Required action: Both the line with "Works for deleted" and the line with "pub fn get_all_feedback(conn: &Connection)" in the records below must appear in the output, along with every line between them, exactly and with nothing added.

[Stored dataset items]
········
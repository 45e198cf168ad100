use chrono::NaiveDateTime;
use serde::{Deserialize, Serialize};
use uuid::Uuid;

use super::enums::{MemoryCategory, MemoryConfidence};

/// A proposed durable health fact. Always a suggestion — never written
/// to [`UserMemory`] without an explicit approval step per item.
#[derive(Debug, Clone, PartialEq, Eq, Serialize, Deserialize)]
pub struct MemoryCandidate {
    pub category: MemoryCategory,
    pub label: String,
    pub value: String,
    pub confidence: MemoryConfidence,
}

/// An approved durable health fact in the user's profile memory.
#[derive(Debug, Clone, Serialize, Deserialize)]
pub struct UserMemory {
    pub id: Uuid,
    pub category: MemoryCategory,
    pub label: String,
    pub value: String,
    pub source_episode_id: Option<Uuid>,
    pub approved_at: NaiveDateTime,
}
use std::str::FromStr;

use chrono::NaiveDateTime;
use rusqlite::{params, Connection};
use uuid::Uuid;

use crate::config;
use crate::db::DatabaseError;
use crate::models::enums::{FeedbackRating, FeedbackReason};
use crate::models::{FeedbackEntry, ReasonBreakdown};

pub fn insert_feedback(conn: &Connection, entry: &FeedbackEntry) -> Result<(), DatabaseError> {
    conn.execute(
        "INSERT INTO feedback (id, episode_id, message_id, rating, reason,
         custom_reason, message_snippet, created_at)
         VALUES (?1, ?2, ?3, ?4, ?5, ?6, ?7, ?8)",
        params![
            entry.id.to_string(),
            entry.episode_id.to_string(),
            entry.message_id.to_string(),
            entry.rating.as_str(),
            entry.reason.map(|r| r.as_str()),
            entry.custom_reason,
            entry.message_snippet,
            entry.created_at.format(config::TIMESTAMP_FORMAT).to_string(),
        ],
    )?;
    Ok(())
}

/// Boolean rated check — by design not a count: repeated submissions
/// for the same message still read as "rated" exactly once.
pub fn has_rated_message(conn: &Connection, message_id: &Uuid) -> Result<bool, DatabaseError> {
    let rated: bool = conn.query_row(
        "SELECT EXISTS(SELECT 1 FROM feedback WHERE message_id = ?1)",
        params![message_id.to_string()],
        |row| row.get(0),
    )?;
    Ok(rated)
}

/// All feedback for an episode, newest first. Works for deleted
/// episodes too — entries are historical records.
pub fn get_feedback_for_episode(
    conn: &Connection,
    episode_id: &Uuid,
) -> Result<Vec<FeedbackEntry>, DatabaseError> {
    query_feedback(
        conn,
        &format!("{SELECT_FEEDBACK} WHERE episode_id = ?1 ORDER BY created_at DESC, id"),
        params![episode_id.to_string()],
    )
}

pub fn get_recent_feedback(conn: &Connection, limit: u32) -> Result<Vec<FeedbackEntry>, DatabaseError> {
    query_feedback(
        conn,
        &format!("{SELECT_FEEDBACK} ORDER BY created_at DESC, id LIMIT ?1"),
        params![limit],
    )
}

pub fn get_all_feedback(conn: &Connection) -> Result<Vec<FeedbackEntry>, DatabaseError> {
    query_feedback(conn, &format!("{SELECT_FEEDBACK} ORDER BY created_at DESC, id"), [])
}

/// (total, helpful) counts in one pass.
pub fn rating_counts(conn: &Connection) -> Result<(u32, u32), DatabaseError> {
    let counts = conn.query_row(
        "SELECT COUNT(*),
                COALESCE(SUM(CASE WHEN rating = 'helpful' THEN 1 ELSE 0 END), 0)
         FROM feedback",
        [],
        |row| Ok((row.get::<_, u32>(0)?, row.get::<_, u32>(1)?)),
    )?;
    Ok(counts)
}

pub fn reason_breakdown(conn: &Connection) -> Result<ReasonBreakdown, DatabaseError> {
    let mut stmt =
        conn.prepare("SELECT reason, COUNT(*) FROM feedback WHERE reason IS NOT NULL GROUP BY reason")?;
    let rows = stmt.query_map([], |row| {
        Ok((row.get::<_, String>(0)?, row.get::<_, u32>(1)?))
    })?;

    let mut breakdown = ReasonBreakdown::default();
    for row in rows {
        let (reason, count) = row?;
        breakdown.add(FeedbackReason::from_str(&reason)?, count);
    }
    Ok(breakdown)
}

/// Destructive reset, intended for test/operator tooling only.
pub fn clear_all_feedback(conn: &Connection) -> Result<(), DatabaseError> {
    conn.execute("DELETE FROM feedback", [])?;
    Ok(())
}

// ── Row mapping ─────────────────────────────────────────────

const SELECT_FEEDBACK: &str =
    "SELECT id, episode_id, message_id, rating, reason, custom_reason, message_snippet, created_at
     FROM feedback";

struct FeedbackRow {
    id: String,
    episode_id: String,
    message_id: String,
    rating: String,
    reason: Option<String>,
    custom_reason: Option<String>,
    message_snippet: Option<String>,
    created_at: String,
}

fn feedback_from_row(row: FeedbackRow) -> Result<FeedbackEntry, DatabaseError> {
    Ok(FeedbackEntry {
        id: Uuid::parse_str(&row.id).map_err(|_| DatabaseError::InvalidEnum {
            field: "feedback.id".into(),
            value: row.id.clone(),
        })?,
        episode_id: Uuid::parse_str(&row.episode_id).unwrap_or_default(),
        message_id: Uuid::parse_str(&row.message_id).unwrap_or_default(),
        rating: FeedbackRating::from_str(&row.rating)?,
        reason: row.reason.as_deref().map(FeedbackReason::from_str).transpose()?,
        custom_reason: row.custom_reason,
        message_snippet: row.message_snippet,
        created_at: NaiveDateTime::parse_from_str(&row.created_at, config::TIMESTAMP_FORMAT)
            .unwrap_or_default(),
    })
}

fn query_feedback<P: rusqlite::Params>(
    conn: &Connection,
    sql: &str,
    params: P,
) -> Result<Vec<FeedbackEntry>, DatabaseError> {
    let mut stmt = conn.prepare(sql)?;
    let rows = stmt.query_map(params, |row| {
        Ok(FeedbackRow {
            id: row.get(0)?,
            episode_id: row.get(1)?,
            message_id: row.get(2)?,
            rating: row.get(3)?,
            reason: row.get(4)?,
            custom_reason: row.get(5)?,
            message_snippet: row.get(6)?,
            created_at: row.get(7)?,
        })
    })?;

    let mut entries = Vec::new();
    for row in rows {
        entries.push(feedback_from_row(row?)?);
    }
    Ok(entries)
}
········
Output of the task:
/// All feedback for an episode, newest first. Works for deleted
/// episodes too — entries are historical records.
pub fn get_feedback_for_episode(
    conn: &Connection,
    episode_id: &Uuid,
) -> Result<Vec<FeedbackEntry>, DatabaseError> {
    query_feedback(
        conn,
        &format!("{SELECT_FEEDBACK} WHERE episode_id = ?1 ORDER BY created_at DESC, id"),
        params![episode_id.to_string()],
    )
}

pub fn get_recent_feedback(conn: &Connection, limit: u32) -> Result<Vec<FeedbackEntry>, DatabaseError> {
    query_feedback(
        conn,
        &format!("{SELECT_FEEDBACK} ORDER BY created_at DESC, id LIMIT ?1"),
        params![limit],
    )
}

pub fn get_all_feedback(conn: &Connection) -> Result<Vec<FeedbackEntry>, DatabaseError> {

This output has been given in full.